Abstract

Objective: Primary aldosteronism (PA) is the most frequent form of secondary hypertension and bilateral adrenal hyperplasia (BAH) is the most common PA subtype. The molecular mechanisms responsible for the development of BAH are still unknown, but the bilateral involvement of the adrenal glands suggests a potential predisposing genetic defect. Heterozygous germline mutations of armadillo repeat containing 5 (ARMC5) cause hypercortisolism due to sporadic primary bilateral macronodular adrenal hyperplasia and have been also observed in African-American patients affected by PA. We investigated the presence of germline ARMC5 mutations in a cohort of PA patients who had bilateral adrenal alterations detectable at CT-scanning.
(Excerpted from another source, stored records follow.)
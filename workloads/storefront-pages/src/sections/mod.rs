//! HTML section renderers.
//!
//! Each renderer is a pure function from loaded data to an HTML fragment.

mod announcement;
mod complete_the_look;
mod product;
mod recommendations;
mod shipping;
mod swimlane;

pub use announcement::*;
pub use complete_the_look::*;
pub use product::*;
pub use recommendations::*;
pub use shipping::*;
pub use swimlane::*;

pub(crate) fn escape_html(s: &str) -> String {
    s.replace('&', "&amp;")
        .replace('<', "&lt;")
        .replace('>', "&gt;")
        .replace('"', "&quot;")
        .replace('\'', "&#39;")
}

#[cfg(test)]
mod tests {
    use super::*;

    #[test]
    fn test_escape_html() {
        assert_eq!(
            escape_html(r#"<a href="x">Tom & Jerry's</a>"#),
            "&lt;a href=&quot;x&quot;&gt;Tom &amp; Jerry&#39;s&lt;/a&gt;"
        );
    }
}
Design and method: We retrospectively assessed 39 consecutive patients with PA (25 males and 14 females) at the Division of Internal Medicine and Hypertension Unit of the University of Torino between 2010 and 2014. All patients had bilateral alterations of the adrenals at CT-scanning. Results: Thirty-nine PA patients (37 Caucasians and 2 black Africans; 8 unilateral, 27 bilateral and 4 undetermined subtype) with bilateral adrenal lesions were included in the study. The entire coding region of ARMC5 and all intron/exon boundaries were succesfully sequenced in all 39 patients; we identified 11 common variants, 5 rare variants with a minor allele frequency <1% and 2 new variants not previously reported in public databases. We did not detect by in silico analysis any ARMC5 sequence variations that were predicted to alter protein function. Conclusions: To conclude, ARMC5 mutations are not present in a fairly large series of Caucasian patients with PA and bilateral adrenal lesions. Further studies are warranted to definitively clarify the involvement of ARMC5 in the pathogenesis of adrenal nodules and aldosterone excess in PA patients.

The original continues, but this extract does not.